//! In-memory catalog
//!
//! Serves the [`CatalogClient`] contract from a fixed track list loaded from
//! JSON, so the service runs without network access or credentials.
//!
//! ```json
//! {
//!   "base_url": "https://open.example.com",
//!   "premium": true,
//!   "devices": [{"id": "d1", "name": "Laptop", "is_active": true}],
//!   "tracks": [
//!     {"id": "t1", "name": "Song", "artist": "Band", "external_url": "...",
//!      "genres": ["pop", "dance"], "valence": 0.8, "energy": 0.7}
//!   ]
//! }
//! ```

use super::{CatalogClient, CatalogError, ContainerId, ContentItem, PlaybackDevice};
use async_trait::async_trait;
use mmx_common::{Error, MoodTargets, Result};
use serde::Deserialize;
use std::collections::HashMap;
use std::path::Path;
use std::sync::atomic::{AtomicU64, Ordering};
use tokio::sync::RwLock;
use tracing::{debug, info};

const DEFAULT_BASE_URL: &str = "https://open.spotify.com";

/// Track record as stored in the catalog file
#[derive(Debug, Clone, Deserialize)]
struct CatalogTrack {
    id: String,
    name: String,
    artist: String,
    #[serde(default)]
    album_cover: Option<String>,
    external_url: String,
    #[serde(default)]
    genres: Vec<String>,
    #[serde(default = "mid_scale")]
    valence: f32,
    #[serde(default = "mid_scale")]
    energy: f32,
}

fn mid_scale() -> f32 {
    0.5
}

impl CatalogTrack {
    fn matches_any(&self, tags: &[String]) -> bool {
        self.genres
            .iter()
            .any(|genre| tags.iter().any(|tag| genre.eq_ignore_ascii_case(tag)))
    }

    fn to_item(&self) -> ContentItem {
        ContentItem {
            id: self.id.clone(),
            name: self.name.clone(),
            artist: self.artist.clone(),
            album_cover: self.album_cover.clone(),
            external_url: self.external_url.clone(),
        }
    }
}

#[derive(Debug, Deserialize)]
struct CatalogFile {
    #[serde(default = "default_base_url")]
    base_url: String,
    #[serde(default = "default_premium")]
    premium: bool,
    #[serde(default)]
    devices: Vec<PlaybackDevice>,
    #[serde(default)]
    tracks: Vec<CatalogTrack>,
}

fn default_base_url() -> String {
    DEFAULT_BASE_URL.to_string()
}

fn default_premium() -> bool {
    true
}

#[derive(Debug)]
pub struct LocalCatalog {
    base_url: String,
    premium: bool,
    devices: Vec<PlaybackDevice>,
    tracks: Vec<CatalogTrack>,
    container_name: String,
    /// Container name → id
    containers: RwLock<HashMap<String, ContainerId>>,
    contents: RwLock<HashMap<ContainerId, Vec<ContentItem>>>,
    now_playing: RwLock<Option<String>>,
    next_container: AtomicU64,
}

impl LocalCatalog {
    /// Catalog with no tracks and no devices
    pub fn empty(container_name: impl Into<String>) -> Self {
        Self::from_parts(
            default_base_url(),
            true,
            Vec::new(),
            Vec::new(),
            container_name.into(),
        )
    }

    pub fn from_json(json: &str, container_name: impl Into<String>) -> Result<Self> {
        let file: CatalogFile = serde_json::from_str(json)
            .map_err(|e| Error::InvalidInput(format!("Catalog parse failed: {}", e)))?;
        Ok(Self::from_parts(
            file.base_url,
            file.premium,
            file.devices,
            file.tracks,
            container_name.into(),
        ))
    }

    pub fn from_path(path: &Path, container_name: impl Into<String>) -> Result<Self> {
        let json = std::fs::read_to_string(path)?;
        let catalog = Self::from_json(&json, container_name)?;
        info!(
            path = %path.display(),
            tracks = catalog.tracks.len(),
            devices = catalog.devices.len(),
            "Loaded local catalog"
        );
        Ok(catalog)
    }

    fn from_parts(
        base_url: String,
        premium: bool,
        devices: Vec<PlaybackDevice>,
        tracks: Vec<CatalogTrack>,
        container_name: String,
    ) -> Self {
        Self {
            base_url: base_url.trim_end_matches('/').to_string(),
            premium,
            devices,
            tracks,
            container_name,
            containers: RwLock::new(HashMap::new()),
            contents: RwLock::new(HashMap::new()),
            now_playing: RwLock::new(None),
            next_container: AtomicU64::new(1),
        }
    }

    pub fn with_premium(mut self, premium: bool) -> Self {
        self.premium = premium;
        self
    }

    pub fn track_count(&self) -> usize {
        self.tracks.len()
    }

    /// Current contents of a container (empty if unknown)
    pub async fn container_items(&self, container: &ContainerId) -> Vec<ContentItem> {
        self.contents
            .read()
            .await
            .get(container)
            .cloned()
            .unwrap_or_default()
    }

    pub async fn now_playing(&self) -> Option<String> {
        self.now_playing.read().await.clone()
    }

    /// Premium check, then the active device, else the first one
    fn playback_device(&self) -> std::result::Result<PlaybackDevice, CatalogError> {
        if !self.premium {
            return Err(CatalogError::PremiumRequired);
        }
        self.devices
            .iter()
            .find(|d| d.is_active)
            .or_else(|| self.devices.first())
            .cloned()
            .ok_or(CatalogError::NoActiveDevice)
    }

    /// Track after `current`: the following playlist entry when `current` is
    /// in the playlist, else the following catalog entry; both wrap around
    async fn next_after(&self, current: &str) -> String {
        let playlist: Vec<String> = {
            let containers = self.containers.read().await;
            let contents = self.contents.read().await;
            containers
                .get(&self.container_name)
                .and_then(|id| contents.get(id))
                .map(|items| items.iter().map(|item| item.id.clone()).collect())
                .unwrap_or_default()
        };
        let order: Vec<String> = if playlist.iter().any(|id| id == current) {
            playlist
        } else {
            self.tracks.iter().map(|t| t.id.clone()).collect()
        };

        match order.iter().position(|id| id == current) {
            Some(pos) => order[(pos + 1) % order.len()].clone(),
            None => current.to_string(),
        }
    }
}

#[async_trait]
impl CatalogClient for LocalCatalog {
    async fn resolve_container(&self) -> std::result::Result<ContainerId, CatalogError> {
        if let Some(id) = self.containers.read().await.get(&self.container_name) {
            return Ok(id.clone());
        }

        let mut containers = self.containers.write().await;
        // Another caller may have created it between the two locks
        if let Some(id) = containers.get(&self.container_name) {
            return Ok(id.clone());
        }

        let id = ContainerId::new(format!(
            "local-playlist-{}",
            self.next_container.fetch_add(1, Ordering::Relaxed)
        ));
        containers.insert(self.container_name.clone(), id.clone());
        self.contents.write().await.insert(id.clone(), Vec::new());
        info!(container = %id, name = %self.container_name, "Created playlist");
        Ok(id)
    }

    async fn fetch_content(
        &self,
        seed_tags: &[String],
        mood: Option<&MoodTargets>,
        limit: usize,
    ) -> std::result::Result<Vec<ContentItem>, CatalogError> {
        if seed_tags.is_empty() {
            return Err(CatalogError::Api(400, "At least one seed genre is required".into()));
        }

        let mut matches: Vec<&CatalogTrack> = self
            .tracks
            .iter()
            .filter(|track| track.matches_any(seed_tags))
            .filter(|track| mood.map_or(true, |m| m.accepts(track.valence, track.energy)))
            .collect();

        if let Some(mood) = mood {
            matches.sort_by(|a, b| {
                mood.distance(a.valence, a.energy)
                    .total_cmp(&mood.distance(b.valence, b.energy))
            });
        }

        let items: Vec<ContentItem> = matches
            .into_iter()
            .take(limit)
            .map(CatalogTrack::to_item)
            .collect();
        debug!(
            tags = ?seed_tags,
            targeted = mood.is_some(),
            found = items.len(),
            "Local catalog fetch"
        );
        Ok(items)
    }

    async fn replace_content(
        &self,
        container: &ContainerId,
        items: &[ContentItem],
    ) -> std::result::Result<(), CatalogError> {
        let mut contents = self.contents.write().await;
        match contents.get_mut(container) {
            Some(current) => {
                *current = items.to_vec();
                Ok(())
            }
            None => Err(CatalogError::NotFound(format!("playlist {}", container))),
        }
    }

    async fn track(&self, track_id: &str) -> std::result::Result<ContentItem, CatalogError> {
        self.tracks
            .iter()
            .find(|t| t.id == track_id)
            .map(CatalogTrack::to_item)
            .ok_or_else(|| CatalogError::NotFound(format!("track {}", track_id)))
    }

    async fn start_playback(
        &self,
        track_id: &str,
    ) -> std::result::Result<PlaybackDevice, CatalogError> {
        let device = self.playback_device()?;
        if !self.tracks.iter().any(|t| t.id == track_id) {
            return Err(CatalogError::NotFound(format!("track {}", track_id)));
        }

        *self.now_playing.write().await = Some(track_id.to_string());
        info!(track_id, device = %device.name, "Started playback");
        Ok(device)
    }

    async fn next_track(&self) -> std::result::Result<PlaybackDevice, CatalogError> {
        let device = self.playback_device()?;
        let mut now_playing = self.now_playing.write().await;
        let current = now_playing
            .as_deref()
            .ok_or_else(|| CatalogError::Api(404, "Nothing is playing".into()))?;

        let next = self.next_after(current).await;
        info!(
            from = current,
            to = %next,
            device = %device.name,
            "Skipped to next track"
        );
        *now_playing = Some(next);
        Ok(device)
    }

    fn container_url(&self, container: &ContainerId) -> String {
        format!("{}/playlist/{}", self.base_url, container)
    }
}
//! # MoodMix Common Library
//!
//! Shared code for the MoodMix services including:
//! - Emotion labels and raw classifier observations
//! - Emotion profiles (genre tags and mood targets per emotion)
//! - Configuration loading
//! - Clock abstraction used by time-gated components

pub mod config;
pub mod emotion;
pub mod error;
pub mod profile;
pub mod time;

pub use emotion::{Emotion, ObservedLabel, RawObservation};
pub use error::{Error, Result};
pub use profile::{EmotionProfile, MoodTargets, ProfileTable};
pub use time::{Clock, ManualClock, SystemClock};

> [Assignment]: Copy out the lines of the records above in which the string "MoodTargets" appears.

> [Reply to the exercise]:
use mmx_common::{Error, MoodTargets, Result};
        mood: Option<&MoodTargets>,
pub use profile::{EmotionProfile, MoodTargets, ProfileTable};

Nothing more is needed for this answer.